Entries supplied section start

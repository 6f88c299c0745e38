//! Cloud DNS job status endpoint

use async_trait::async_trait;
use rackspace_core::domain::job::{Job, JobStatus};
use reqwest::Method;
use tracing::warn;
use uuid::Uuid;

use crate::RackspaceClient;
use crate::error::Result;
use crate::identity::Service;
use crate::waiter::{JobState, JobStatusProvider};

impl RackspaceClient {
    /// Get the current status of an asynchronous Cloud DNS job
    ///
    /// Details are requested so a completed job carries the resulting
    /// resource and a failed one carries its error.
    pub async fn get_job(&self, job_id: Uuid) -> Result<Job> {
        let path = format!("/status/{}?showDetails=true", job_id);
        let response = self
            .request(Method::GET, Service::Dns, None, &path)
            .await?
            .send()
            .await?;

        self.handle_response(response).await
    }
}

#[async_trait]
impl JobStatusProvider for RackspaceClient {
    type Id = Uuid;
    type Snapshot = Job;

    async fn fetch_status(&self, id: &Uuid) -> Result<Job> {
        self.get_job(*id).await
    }

    fn classify(&self, job: &Job) -> JobState {
        classify_job(job)
    }
}

pub(crate) fn classify_job(job: &Job) -> JobState {
    match job.status {
        JobStatus::Completed => JobState::Succeeded,
        JobStatus::Error => JobState::Failed(job.error_detail()),
        JobStatus::Unrecognized => {
            warn!("Job {} has an unrecognized status, still waiting", job.job_id);
            JobState::Pending
        }
        JobStatus::Initialized | JobStatus::Queued | JobStatus::Running => JobState::Pending,
    }
}

#[cfg(test)]
mod tests {
    use super::*;

    fn job(status: &str) -> Job {
        let error = if status == "ERROR" {
            serde_json::json!({"code": 404, "message": "Not found", "details": "Domain ID 1 not found"})
        } else {
            serde_json::Value::Null
        };

        serde_json::from_value(serde_json::json!({
            "jobId": "852a1e4a-b9c5-47a7-9ec4-7bb7d9a3c3a4",
            "status": status,
            "error": error
        }))
        .unwrap()
    }

    #[test]
    fn test_classify_dns_jobs() {
        assert_eq!(classify_job(&job("INITIALIZED")), JobState::Pending);
        assert_eq!(classify_job(&job("RUNNING")), JobState::Pending);
        assert_eq!(classify_job(&job("SOMETHING_NEW")), JobState::Pending);
        assert_eq!(classify_job(&job("COMPLETED")), JobState::Succeeded);

        match classify_job(&job("ERROR")) {
            JobState::Failed(detail) => {
                assert_eq!(detail.code, Some(404));
                assert_eq!(detail.details.as_deref(), Some("Domain ID 1 not found"));
            }
            other => panic!("expected failure, got {:?}", other),
        }
    }
}
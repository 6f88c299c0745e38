//! Core domain types
//!
//! Read-only snapshots of resources owned by the remote services. The local
//! process never mutates these; it fetches a fresh copy whenever it needs one.

pub mod dns;
pub mod job;
pub mod loadbalancer;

Entries supplied section end

Your instructions:
Retype all the material exactly, missing nothing.

Task output:
repository 6f88c299c0745e38
//! Cloud DNS job status endpoint

use async_trait::async_trait;
use rackspace_core::domain::job::{Job, JobStatus};
use reqwest::Method;
use tracing::warn;
use uuid::Uuid;

use crate::RackspaceClient;
use crate::error::Result;
use crate::identity::Service;
use crate::waiter::{JobState, JobStatusProvider};

impl RackspaceClient {
    /// Get the current status of an asynchronous Cloud DNS job
    ///
    /// Details are requested so a completed job carries the resulting
    /// resource and a failed one carries its error.
    pub async fn get_job(&self, job_id: Uuid) -> Result<Job> {
        let path = format!("/status/{}?showDetails=true", job_id);
        let response = self
            .request(Method::GET, Service::Dns, None, &path)
            .await?
            .send()
            .await?;

        self.handle_response(response).await
    }
}

#[async_trait]
impl JobStatusProvider for RackspaceClient {
    type Id = Uuid;
    type Snapshot = Job;

    async fn fetch_status(&self, id: &Uuid) -> Result<Job> {
        self.get_job(*id).await
    }

    fn classify(&self, job: &Job) -> JobState {
        classify_job(job)
    }
}

pub(crate) fn classify_job(job: &Job) -> JobState {
    match job.status {
        JobStatus::Completed => JobState::Succeeded,
        JobStatus::Error => JobState::Failed(job.error_detail()),
        JobStatus::Unrecognized => {
            warn!("Job {} has an unrecognized status, still waiting", job.job_id);
            JobState::Pending
        }
        JobStatus::Initialized | JobStatus::Queued | JobStatus::Running => JobState::Pending,
    }
}

#[cfg(test)]
mod tests {
    use super::*;

    fn job(status: &str) -> Job {
        let error = if status == "ERROR" {
            serde_json::json!({"code": 404, "message": "Not found", "details": "Domain ID 1 not found"})
        } else {
            serde_json::Value::Null
        };

        serde_json::from_value(serde_json::json!({
            "jobId": "852a1e4a-b9c5-47a7-9ec4-7bb7d9a3c3a4",
            "status": status,
            "error": error
        }))
        .unwrap()
    }

    #[test]
    fn test_classify_dns_jobs() {
        assert_eq!(classify_job(&job("INITIALIZED")), JobState::Pending);
        assert_eq!(classify_job(&job("RUNNING")), JobState::Pending);
        assert_eq!(classify_job(&job("SOMETHING_NEW")), JobState::Pending);
        assert_eq!(classify_job(&job("COMPLETED")), JobState::Succeeded);

        match classify_job(&job("ERROR")) {
            JobState::Failed(detail) => {
                assert_eq!(detail.code, Some(404));
                assert_eq!(detail.details.as_deref(), Some("Domain ID 1 not found"));
            }
            other => panic!("expected failure, got {:?}", other),
        }
    }
}
repository 6f88c299c0745e38
//! Core domain types
//!
//! Read-only snapshots of resources owned by the remote services. The local
//! process never mutates these; it fetches a fresh copy whenever it needs one.

pub mod dns;
pub mod job;
pub mod loadbalancer;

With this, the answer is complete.